An Allscripts ransomware attack occurred on Thursday January 18, resulting in several of the firms applications being taken offline, including its cloud EHR and electronic prescriptions platform. The attack comes just a few days after two Indiana hospitals experienced SamSam ransomware attacks.

The Allscripts ransomware attack is also believed to have involved a variant of SamSam ransmware – a ransomware family extensively used in attacks on healthcare providers.

Allscripts is a popular electronic health record (EHR) system and Electronic Prescriptions for Controlled Substances (EPCS) provider, with its platform used by many U.S healthcare organizations, including 2,500 hospitals and 19,000 post-acute care organizations. More than 180,000 physicians, 100,000 electronic prescribing physicians, and 40,000 in-home clinicians use Allscripts.

The Allscripts ransomware attack commenced in the early hours of Thursday morning. Rapid action was taken to remove the ransomware and restore data, with the incident response teams at Microsoft and Cisco called in to assist. An investigation has also been launched by cybersecurity firm Mandiant to determine how the ransomware was installed.

Allscripts’ Pro EHR and EPCS services were most severely affected, although users of other applications also experienced some downtime. The Chicago-based firm is still experiencing issues with its Pro EHR system, although EPCS services were restored on Saturday. Some applications are likely to continue to be adversely affected throughout Monday, while efforts are made to restore the malware-encrypted data.

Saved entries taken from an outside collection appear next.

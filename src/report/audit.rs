//! JSON Lines audit log of every patch request.

use std::fs::{self, File, OpenOptions};
use std::io::{BufRead, BufReader, Write};
use std::path::{Path, PathBuf};

use log::debug;

use crate::error::Result;
use crate::repair::RepairAttempt;

/// Append-only JSONL file, one RepairAttempt per line.
#[derive(Debug, Clone)]
pub struct AuditLog {
    path: PathBuf,
}

impl AuditLog {
    pub fn new(path: impl Into<PathBuf>) -> Self {
        Self { path: path.into() }
    }

    pub fn path(&self) -> &Path {
        &self.path
    }

    /// Append `attempts`. Nothing is created when there is nothing to write.
    pub fn append(&self, attempts: &[RepairAttempt]) -> Result<usize> {
        if attempts.is_empty() {
            return Ok(0);
        }
        if let Some(parent) = self.path.parent() {
            fs::create_dir_all(parent)?;
        }
        let mut file = OpenOptions::new().create(true).append(true).open(&self.path)?;
        for attempt in attempts {
            writeln!(file, "{}", serde_json::to_string(attempt)?)?;
        }
        debug!("Wrote {} audit record(s) to {}", attempts.len(), self.path.display());
        Ok(attempts.len())
    }

    /// Read every record back, skipping blank lines.
    pub fn read_all(&self) -> Result<Vec<RepairAttempt>> {
        let reader = BufReader::new(File::open(&self.path)?);
        let mut records = Vec::new();
        for line in reader.lines() {
            let line = line?;
            if !line.trim().is_empty() {
                records.push(serde_json::from_str(&line)?);
            }
        }
        Ok(records)
    }
}
//! Terminal classifications and the aggregate run summary.

use std::path::PathBuf;

use chrono::{DateTime, Local};
use serde::{Deserialize, Serialize};

use super::state::RepairAttempt;
use crate::artifact::file_name_of;
use crate::llm::head_chars;

/// Exit code when the run was interrupted.
pub const EXIT_CANCELLED: i32 = 130;

/// Final classification of one artifact.
#[derive(Debug, Clone, Copy, PartialEq, Eq, Hash, Serialize, Deserialize)]
#[serde(rename_all = "snake_case")]
pub enum OutcomeStatus {
    /// Passed on the first execution
    Clean,
    /// Passed on a staged candidate
    Fixed,
    Failed,
    /// Toolchain missing or kind unsupported
    Skipped,
}

impl OutcomeStatus {
    pub fn label(&self) -> &'static str {
        match self {
            OutcomeStatus::Clean => "CLEAN",
            OutcomeStatus::Fixed => "FIXED",
            OutcomeStatus::Failed => "FAILED",
            OutcomeStatus::Skipped => "SKIPPED",
        }
    }

    pub fn is_passed(&self) -> bool {
        matches!(self, OutcomeStatus::Clean | OutcomeStatus::Fixed)
    }
}

impl std::fmt::Display for OutcomeStatus {
    fn fmt(&self, f: &mut std::fmt::Formatter<'_>) -> std::fmt::Result {
        write!(f, "{}", self.label())
    }
}

/// One artifact's terminal record. Immutable once built.
#[derive(Debug, Clone, PartialEq, Eq, Serialize, Deserialize)]
pub struct OutcomeEntry {
    pub file: String,
    pub path: PathBuf,
    pub status: OutcomeStatus,
    /// Last diagnostic, truncated for reporting
    pub diagnostic: String,
    /// Number of executions performed
    pub attempts: u32,
    pub backup_path: Option<PathBuf>,
    pub staged_path: Option<PathBuf>,
}

impl OutcomeEntry {
    pub fn new(path: impl Into<PathBuf>, status: OutcomeStatus, diagnostic: &str, max_chars: usize) -> Self {
        let path = path.into();
        Self {
            file: file_name_of(&path),
            path,
            status,
            diagnostic: head_chars(diagnostic.trim(), max_chars).to_string(),
            attempts: 0,
            backup_path: None,
            staged_path: None,
        }
    }
}

/// Everything a run produced, in processing order.
#[derive(Debug, Clone)]
pub struct RunSummary {
    pub started_at: DateTime<Local>,
    pub entries: Vec<OutcomeEntry>,
    /// Artifacts never brought to a terminal status because the run was cancelled
    pub not_processed: Vec<PathBuf>,
    pub attempts: Vec<RepairAttempt>,
    pub cancelled: bool,
}

impl RunSummary {
    pub fn new(started_at: DateTime<Local>) -> Self {
        Self {
            started_at,
            entries: Vec::new(),
            not_processed: Vec::new(),
            attempts: Vec::new(),
            cancelled: false,
        }
    }

    fn count(&self, pred: impl Fn(OutcomeStatus) -> bool) -> usize {
        self.entries.iter().filter(|e| pred(e.status)).count()
    }

    /// Clean plus Fixed
    pub fn passed(&self) -> usize {
        self.count(|s| s.is_passed())
    }

    pub fn failed(&self) -> usize {
        self.count(|s| s == OutcomeStatus::Failed)
    }

    pub fn skipped(&self) -> usize {
        self.count(|s| s == OutcomeStatus::Skipped)
    }

    pub fn total(&self) -> usize {
        self.entries.len()
    }

    pub fn entry(&self, file: &str) -> Option<&OutcomeEntry> {
        self.entries.iter().find(|e| e.file == file)
    }

    /// 130 if cancelled, 1 if anything Failed, else 0.
    pub fn exit_code(&self) -> i32 {
        if self.cancelled {
            EXIT_CANCELLED
        } else if self.failed() > 0 {
            1
        } else {
            0
        }
    }
}

#[cfg(test)]
mod tests {
    use super::*;

    fn summary_of(statuses: &[OutcomeStatus]) -> RunSummary {
        let mut summary = RunSummary::new(Local::now());
        for (i, status) in statuses.iter().enumerate() {
            summary
                .entries
                .push(OutcomeEntry::new(format!("src/f{}.py", i), *status, "", 120));
        }
        summary
    }

    #[test]
    fn test_counts() {
        let summary = summary_of(&[
            OutcomeStatus::Clean,
            OutcomeStatus::Fixed,
            OutcomeStatus::Failed,
            OutcomeStatus::Skipped,
        ]);
        assert_eq!(summary.passed(), 2);
        assert_eq!(summary.failed(), 1);
        assert_eq!(summary.skipped(), 1);
        assert_eq!(summary.total(), 4);
    }

    #[test]
    fn test_exit_code() {
        assert_eq!(summary_of(&[OutcomeStatus::Clean, OutcomeStatus::Skipped]).exit_code(), 0);
        assert_eq!(summary_of(&[OutcomeStatus::Fixed, OutcomeStatus::Failed]).exit_code(), 1);

        let mut cancelled = summary_of(&[OutcomeStatus::Failed]);
        cancelled.cancelled = true;
        assert_eq!(cancelled.exit_code(), EXIT_CANCELLED);

        assert_eq!(summary_of(&[]).exit_code(), 0);
    }

    #[test]
    fn test_entry_truncates_diagnostic() {
        let long = format!("  {}  ", "é".repeat(500));
        let entry = OutcomeEntry::new("a/b/c.rs", OutcomeStatus::Failed, &long, 120);
        assert_eq!(entry.file, "c.rs");
        assert_eq!(entry.diagnostic.chars().count(), 120);
    }

    #[test]
    fn test_status_serde() {
        assert_eq!(serde_json::to_string(&OutcomeStatus::Fixed).unwrap(), "\"fixed\"");
        assert_eq!(OutcomeStatus::Skipped.to_string(), "SKIPPED");
    }
}
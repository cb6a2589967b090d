//! Static inspection for declarative and markup artifacts.
//!
//! These checks are heuristic text matches, not a policy engine. A pass means
//! no rule matched, nothing more.

use std::path::Path;

use log::debug;

use crate::artifact::ArtifactKind;
use crate::runner::ExecutionResult;

/// Diagnostic reported when the credential rule matches.
pub const HARDCODED_SECRET: &str = "Hardcoded Secret Detected";

/// A textual check: fails when every needle occurs somewhere in the file.
#[derive(Debug, Clone, Copy)]
pub struct Check {
    pub needles: &'static [&'static str],
    pub diagnostic: &'static str,
}

impl Check {
    pub fn matches(&self, content: &str) -> bool {
        self.needles.iter().all(|needle| content.contains(needle))
    }
}

/// Requires a `password:` token and a `Secret` token in the same file.
const SECRET_CHECK: Check = Check {
    needles: &["password:", "Secret"],
    diagnostic: HARDCODED_SECRET,
};

const DECLARATIVE_CHECKS: &[Check] = &[SECRET_CHECK];

/// Pattern-based gate for kinds that are never executed.
#[derive(Debug, Clone, Default)]
pub struct StaticInspector;

impl StaticInspector {
    pub fn new() -> Self {
        Self
    }

    /// Checks applied to a kind.
    pub fn checks_for(&self, kind: ArtifactKind) -> &'static [Check] {
        match kind {
            ArtifactKind::Yaml | ArtifactKind::Dockerfile | ArtifactKind::Html => DECLARATIVE_CHECKS,
            _ => &[],
        }
    }

    /// Inspect `path` as an artifact of `kind`. Never spawns a process.
    pub async fn inspect(&self, kind: ArtifactKind, path: &Path) -> ExecutionResult {
        let content = match tokio::fs::read_to_string(path).await {
            Ok(content) => content,
            Err(e) => {
                return ExecutionResult::internal_error(format!("Failed to read {}: {}", path.display(), e));
            }
        };

        self.inspect_content(kind, &content)
    }

    pub fn inspect_content(&self, kind: ArtifactKind, content: &str) -> ExecutionResult {
        let failed: Vec<&str> = self
            .checks_for(kind)
            .iter()
            .filter(|check| check.matches(content))
            .map(|check| check.diagnostic)
            .collect();

        if failed.is_empty() {
            ExecutionResult::success("Valid", "")
        } else {
            debug!("Static checks failed for {} content: {:?}", kind, failed);
            ExecutionResult::failure(Some(1), "", failed.join("\n"))
        }
    }
}
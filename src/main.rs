use clap::Parser;
use colored::*;
use eyre::{Context, Result};
use log::{LevelFilter, info, warn};
use std::fs;
use std::path::PathBuf;
use std::sync::Arc;
use tokio_util::sync::CancellationToken;

use bugrescue::artifact::Scanner;
use bugrescue::config::Config;
use bugrescue::llm::{BackendConfig, PromptBuilder, create_patch_client};
use bugrescue::repair::{OutcomeStatus, RepairConfig, RepairOrchestrator, RunSummary};
use bugrescue::report::write_report;
use bugrescue::runner::{ToolchainConfig, ToolchainRunner};

mod cli;

use cli::Cli;

/// RUST_LOG wins over the configured level when set.
fn env_filter_set() -> bool {
    std::env::var_os(env_logger::DEFAULT_FILTER_ENV).is_some()
}

fn setup_logging() -> Result<()> {
    // Create log directory
    let log_dir = dirs::data_local_dir()
        .unwrap_or_else(|| PathBuf::from("."))
        .join("bugrescue")
        .join("logs");

    fs::create_dir_all(&log_dir).context("Failed to create log directory")?;

    let log_file = log_dir.join("bugrescue.log");

    // Setup env_logger with file output
    let target = Box::new(
        fs::OpenOptions::new()
            .create(true)
            .append(true)
            .open(&log_file)
            .context("Failed to open log file")?,
    );

    // Without RUST_LOG the global max level does the filtering, so the config
    // file can still change it after loading
    let mut builder = env_logger::Builder::new();
    builder.target(env_logger::Target::Pipe(target));
    if env_filter_set() {
        builder.parse_env(env_logger::Env::default());
    } else {
        builder.filter_level(LevelFilter::Trace);
    }
    builder.init();
    if !env_filter_set() {
        log::set_max_level(LevelFilter::Info);
    }

    info!("Logging initialized, writing to: {}", log_file.display());
    Ok(())
}

fn print_summary(summary: &RunSummary, report: Option<&PathBuf>) {
    println!();
    if summary.cancelled {
        println!(
            "{} {} file(s) not processed",
            "⚠ Run cancelled:".yellow(),
            summary.not_processed.len()
        );
    } else {
        println!("{}", "✔ Rescue complete!".green());
    }
    println!(
        "   {} passed, {} failed, {} skipped, {} total",
        summary.passed().to_string().green(),
        summary.failed().to_string().red(),
        summary.skipped().to_string().yellow(),
        summary.total()
    );
    if let Some(path) = report {
        println!("📊 Report: {}", path.display().to_string().blue());
    }
}

async fn run_application(cli: &Cli, config: &Config) -> Result<i32> {
    info!("Starting application");

    if cli.is_verbose() {
        println!("{}", "Verbose mode enabled".yellow());
    }

    let scanner = Scanner::new(&config.scan.extra_excluded_dirs)
        .excluding_stores(&config.repair.backup_dir, &config.repair.staging_dir);
    let artifacts = scanner
        .scan(&cli.path)
        .with_context(|| format!("Failed to scan {}", cli.path.display()))?;

    if artifacts.is_empty() {
        println!("{} {}", "No eligible files found under".yellow(), cli.path.display());
        return Ok(0);
    }

    let backend = BackendConfig::resolve(&config.backend, &cli.backend_overrides());
    let prompt = PromptBuilder::new(config.repair.diagnostic_tail_chars);
    let client = create_patch_client(&backend, prompt).context("Failed to create AI client")?;

    println!(
        "{} {} artifact(s) with {} ({}){}",
        "🚀 BugRescue launching on".yellow(),
        artifacts.len(),
        backend.provider,
        backend.model,
        if config.repair.dry_run { " [dry run]" } else { "" }
    );

    let cancel = CancellationToken::new();
    let ctrl_c = cancel.clone();
    tokio::spawn(async move {
        if tokio::signal::ctrl_c().await.is_ok() {
            warn!("Interrupt received, cancelling run");
            ctrl_c.cancel();
        }
    });

    let runner = ToolchainRunner::new(ToolchainConfig::from(&config.runner));
    let mut orchestrator = RepairOrchestrator::new(
        Arc::new(runner),
        Arc::new(client),
        RepairConfig::from(&config.repair),
        cancel,
    );
    if config.report.audit_log {
        orchestrator = orchestrator.with_audit_log();
    }

    let summary = orchestrator.run(artifacts).await;

    for entry in summary.entries.iter().filter(|e| e.status == OutcomeStatus::Failed) {
        println!("{} {}", "✘ Failed:".red(), entry.file);
        if cli.is_verbose() && !entry.diagnostic.is_empty() {
            println!("    {}", entry.diagnostic.dimmed());
        }
    }

    if config.report.audit_log && !summary.attempts.is_empty() {
        info!("Audit log: {}", orchestrator.audit_path().display());
    }

    write_report(&summary, &config.report.path).context("Failed to write report")?;
    print_summary(&summary, Some(&config.report.path));

    Ok(summary.exit_code())
}

#[tokio::main]
async fn main() -> Result<()> {
    // Setup logging first
    setup_logging().context("Failed to setup logging")?;

    // Parse CLI arguments
    let cli = Cli::parse();

    // Load configuration
    let mut config = Config::load(cli.config.as_ref()).context("Failed to load configuration")?;
    cli.apply(&mut config);
    if let Some(level) = config.log_filter().filter(|_| !env_filter_set()) {
        log::set_max_level(level);
    }

    info!("Starting with config from: {:?}", cli.config);

    let code = run_application(&cli, &config).await.context("Application failed")?;

    std::process::exit(code);
}
//! Shared HTTP plumbing for the backends.

use std::time::Duration;

use log::debug;
use reqwest::{Client, RequestBuilder};
use serde_json::Value;

use super::client::LlmError;

/// Build the HTTP client every backend uses.
pub fn http_client(timeout: Duration) -> Result<Client, LlmError> {
    Ok(Client::builder().timeout(timeout).build()?)
}

/// Send a JSON request and return the parsed JSON body, mapping HTTP failures to LlmError.
pub async fn send_json(request: RequestBuilder, body: &Value) -> Result<Value, LlmError> {
    let response = request
        .header("content-type", "application/json")
        .json(body)
        .send()
        .await?;

    let status = response.status();
    debug!("Backend responded with {}", status);

    if status.as_u16() == 429 {
        let retry_after = response
            .headers()
            .get("retry-after")
            .and_then(|h| h.to_str().ok())
            .and_then(|s| s.parse::<u64>().ok())
            .unwrap_or(1);
        return Err(LlmError::RateLimited {
            retry_after: Duration::from_secs(retry_after),
        });
    }

    if !status.is_success() {
        let message = response
            .text()
            .await
            .unwrap_or_else(|_| "Unknown error".to_string());
        return Err(LlmError::ApiError {
            status: status.as_u16(),
            message,
        });
    }

    let text = response.text().await?;
    Ok(serde_json::from_str(&text)?)
}

/// Follow a JSON pointer to a string, or explain what was missing.
pub fn string_at(body: &Value, pointer: &str) -> Result<String, LlmError> {
    body.pointer(pointer)
        .and_then(Value::as_str)
        .map(str::to_string)
        .ok_or_else(|| LlmError::InvalidResponse(format!("missing string at {}", pointer)))
}
//! CLI module for bugrescue - command-line flags and their mapping onto config.

pub mod commands;

pub use commands::Cli;
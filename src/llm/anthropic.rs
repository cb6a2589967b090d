//! Anthropic API backend
//!
//! This module implements the Backend trait for the Anthropic messages API.

use async_trait::async_trait;
use reqwest::Client;
use serde_json::{Value, json};

use super::backend::BackendConfig;
use super::client::{Backend, LlmError};
use super::transport::{http_client, send_json};

/// Anthropic API version
const ANTHROPIC_VERSION: &str = "2023-06-01";

/// Anthropic API client
pub struct AnthropicBackend {
    client: Client,
    config: BackendConfig,
}

impl AnthropicBackend {
    pub fn new(config: BackendConfig) -> Result<Self, LlmError> {
        Ok(Self {
            client: http_client(config.request_timeout)?,
            config,
        })
    }

    fn url(&self) -> String {
        format!("{}/v1/messages", self.config.endpoint)
    }

    /// Build the request body for the Anthropic API
    fn build_request(&self, prompt: &str) -> Value {
        json!({
            "model": self.config.model,
            "max_tokens": self.config.max_tokens,
            "temperature": self.config.temperature,
            "messages": [
                { "role": "user", "content": prompt }
            ]
        })
    }

    /// Concatenate the text blocks of a response
    fn parse_response(body: &Value) -> Result<String, LlmError> {
        let blocks = body["content"]
            .as_array()
            .ok_or_else(|| LlmError::InvalidResponse("missing content array".to_string()))?;

        let mut content = String::new();
        for block in blocks {
            if block["type"].as_str() == Some("text") {
                if let Some(text) = block["text"].as_str() {
                    if !content.is_empty() {
                        content.push('\n');
                    }
                    content.push_str(text);
                }
            }
        }

        Ok(content)
    }
}

#[async_trait]
impl Backend for AnthropicBackend {
    fn name(&self) -> &str {
        "anthropic"
    }

    async fn complete(&self, prompt: &str) -> Result<String, LlmError> {
        let api_key = self.config.require_api_key()?;
        let body = self.build_request(prompt);
        let request = self
            .client
            .post(self.url())
            .header("x-api-key", api_key)
            .header("anthropic-version", ANTHROPIC_VERSION);
        let response = send_json(request, &body).await?;
        Self::parse_response(&response)
    }
}
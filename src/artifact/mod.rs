//! Artifacts: the source files BugRescue executes and repairs.

pub mod kind;
pub mod scan;

pub use kind::{ArtifactKind, Handler};
pub use scan::{RESERVED_DIRS, Scanner};

use std::path::{Path, PathBuf};

/// One eligible source file under the scan root. Identity is its path.
#[derive(Debug, Clone, PartialEq, Eq)]
pub struct Artifact {
    pub path: PathBuf,
    pub kind: ArtifactKind,
}

impl Artifact {
    pub fn new(path: impl Into<PathBuf>, kind: ArtifactKind) -> Self {
        Self {
            path: path.into(),
            kind,
        }
    }

    /// Build an artifact, detecting the kind from the path.
    pub fn detect(path: impl Into<PathBuf>) -> Self {
        let path = path.into();
        let kind = ArtifactKind::from_path(&path);
        Self { path, kind }
    }

    pub fn file_name(&self) -> String {
        file_name_of(&self.path)
    }
}

/// Base file name of a path, or the whole path when it has none.
pub(crate) fn file_name_of(path: &Path) -> String {
    path.file_name()
        .map(|n| n.to_string_lossy().into_owned())
        .unwrap_or_else(|| path.display().to_string())
}
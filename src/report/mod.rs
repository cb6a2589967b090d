//! Run artifacts written after the repair loop: the HTML summary and the audit log.

mod audit;
mod html;

pub use audit::AuditLog;
pub use html::{escape_html, render, write_report};
//! Per-kind execution: interpret, compile-then-run, or inspect.

use std::ffi::OsString;
use std::path::{Path, PathBuf};
use std::time::Duration;

use async_trait::async_trait;
use log::{debug, info};
use tokio_util::sync::CancellationToken;

use super::Executor;
use super::process::{ProcessOutcome, run_captured};
use super::result::ExecutionResult;
use crate::artifact::{Artifact, ArtifactKind, Handler};
use crate::config::{Programs, RunnerSettings};
use crate::inspect::StaticInspector;

/// Configuration for the toolchain runner
#[derive(Debug, Clone)]
pub struct ToolchainConfig {
    /// Wall-clock limit for running an artifact
    pub timeout: Duration,
    /// Wall-clock limit for a compile step
    pub compile_timeout: Duration,
    pub programs: Programs,
}

impl Default for ToolchainConfig {
    fn default() -> Self {
        Self::from(&RunnerSettings::default())
    }
}

impl From<&RunnerSettings> for ToolchainConfig {
    fn from(settings: &RunnerSettings) -> Self {
        Self {
            timeout: Duration::from_millis(settings.timeout_ms),
            compile_timeout: Duration::from_millis(settings.compile_timeout_ms),
            programs: settings.programs.clone(),
        }
    }
}

impl ToolchainConfig {
    pub fn timeout_ms(mut self, ms: u64) -> Self {
        self.timeout = Duration::from_millis(ms);
        self
    }

    pub fn programs(mut self, programs: Programs) -> Self {
        self.programs = programs;
        self
    }
}

/// Runs artifacts with their toolchain and normalizes the outcome.
#[derive(Debug, Clone, Default)]
pub struct ToolchainRunner {
    config: ToolchainConfig,
    inspector: StaticInspector,
}

impl ToolchainRunner {
    pub fn new(config: ToolchainConfig) -> Self {
        Self {
            config,
            inspector: StaticInspector::new(),
        }
    }

    pub fn config(&self) -> &ToolchainConfig {
        &self.config
    }

    /// Deterministic binary location for a compiled artifact: the source path minus its extension.
    pub fn binary_path(source: &Path) -> PathBuf {
        let binary = source.with_extension("");
        // A bare name would be looked up on PATH
        match binary.parent() {
            Some(parent) if !parent.as_os_str().is_empty() => binary,
            _ => Path::new(".").join(binary),
        }
    }

    async fn interpret(
        &self,
        program: &str,
        args: &[String],
        path: &Path,
        cancel: &CancellationToken,
    ) -> ExecutionResult {
        let mut argv: Vec<OsString> = args.iter().map(OsString::from).collect();
        argv.push(path.as_os_str().to_owned());

        let outcome = run_captured(Path::new(program), &argv, self.config.timeout, cancel).await;
        self.classify(outcome, program, self.config.timeout)
    }

    async fn compile_and_run(
        &self,
        compiler: &str,
        label: &str,
        path: &Path,
        cancel: &CancellationToken,
    ) -> ExecutionResult {
        let binary = Self::binary_path(path);
        let argv = vec![path.as_os_str().to_owned(), OsString::from("-o"), binary.as_os_str().to_owned()];

        let compiled = run_captured(Path::new(compiler), &argv, self.config.compile_timeout, cancel).await;
        match compiled {
            ProcessOutcome::Exited { status, .. } if status.success() => {
                debug!("{} compile ok: {}", label, binary.display());
            }
            ProcessOutcome::Exited { status, stdout, stderr } => {
                return ExecutionResult::failure(
                    status.code(),
                    stdout,
                    format!("{} compile failed:\n{}", label, stderr.trim_end()),
                );
            }
            ProcessOutcome::TimedOut { stdout, stderr } => {
                return ExecutionResult::timeout(
                    stdout,
                    format!(
                        "{}\n{} compile TIMEOUT: exceeded {}ms",
                        stderr.trim_end(),
                        label,
                        self.config.compile_timeout.as_millis()
                    ),
                );
            }
            other => return self.classify(other, compiler, self.config.compile_timeout),
        }

        let outcome = run_captured(&binary, &[], self.config.timeout, cancel).await;
        match outcome {
            // The compiler claimed success but left no binary behind
            ProcessOutcome::NotFound => ExecutionResult::internal_error(format!(
                "{} compiler reported success but {} is missing",
                label,
                binary.display()
            )),
            other => self.classify(other, &binary.to_string_lossy(), self.config.timeout),
        }
    }

    fn classify(&self, outcome: ProcessOutcome, program: &str, limit: Duration) -> ExecutionResult {
        match outcome {
            ProcessOutcome::Exited { status, stdout, stderr } => {
                if status.success() {
                    ExecutionResult::success(stdout, stderr)
                } else {
                    ExecutionResult::failure(status.code(), stdout, stderr)
                }
            }
            ProcessOutcome::TimedOut { stdout, stderr } => ExecutionResult::timeout(
                stdout,
                format!("{}\nTIMEOUT: exceeded {}ms", stderr.trim_end(), limit.as_millis()),
            ),
            ProcessOutcome::Cancelled => ExecutionResult::cancelled(),
            ProcessOutcome::NotFound => {
                info!("Toolchain executable not found: {}", program);
                ExecutionResult::skipped(format!("SKIPPED: required tool '{}' not found", program))
            }
            ProcessOutcome::SpawnFailed(e) => {
                ExecutionResult::internal_error(format!("Failed to start '{}': {}", program, e))
            }
        }
    }
}

#[async_trait]
impl Executor for ToolchainRunner {
    async fn execute(&self, artifact: &Artifact, path: &Path, cancel: &CancellationToken) -> ExecutionResult {
        if cancel.is_cancelled() {
            return ExecutionResult::cancelled();
        }

        match artifact.kind.handler(&self.config.programs) {
            Handler::Interpret { program, args } => self.interpret(&program, &args, path, cancel).await,
            Handler::Compile { compiler, label } => self.compile_and_run(&compiler, label, path, cancel).await,
            Handler::Inspect => self.inspector.inspect(artifact.kind, path).await,
            Handler::Unsupported => ExecutionResult::skipped(format!(
                "SKIPPED: unsupported artifact kind for {}",
                artifact.file_name()
            )),
        }
    }
}

/// Convenience for callers that only know a path.
pub async fn execute_path(runner: &ToolchainRunner, path: &Path) -> ExecutionResult {
    let artifact = Artifact::new(path, ArtifactKind::from_path(path));
    runner.execute(&artifact, path, &CancellationToken::new()).await
}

IT teams have been working round the clock to remove the infection and restore files from backups. Regular backups are performed so data loss is expected to be minimal.

This appears to have been a random ransomware attack. The purpose of the attack appears to have solely been an attempt to extort money from the company. Data theft is not suspected. Allscripts does not believe it was specifically targeted by cybercriminals.

Indiana Hospitals Attacked With SamSam Ransomware Variant

Adams Memorial Hospital in Decatur, IN, has also been attacked with ransomware – The second Indiana hospital to be attacked in the past few days. The ransomware attack occurred on January 11, 2017, and initially caused a slowing of the network before files became inaccessible. File extensions were allegedly renamed as ‘imsorry’.

The ransomware attack caused some disruption to services, with medical histories and appointment schedules rendered inaccessible. However, patients continued to be treated and there was no need to cancel appointments.  The Adams Health Network said at no point was patient care or safety affected.

Some parts of the system have been brought back online, although the IT department is still working on restoring the affected servers. It is unclear whether the Adams Health Network paid the ransom demand to regain access to data or if files were recovered from backups.

The attack happened on the same day as the ransomware attack on Greenfield, IN-based Hancock Health. Hancock Health made the decision to pay the 4 Bitcoin ransom. Approximately $50,000 was paid for the keys to unlock the encryption, even though backups existed. The cost of recovering files from backups was seen to be far higher than paying the ransom, due to downtime that would be experienced while that process took place.

Both of the Indiana attacks are believed to have involved a new variant of SamSam ransomware, although this is understood to be a different variant to the one used in the Allscripts ransomware attack.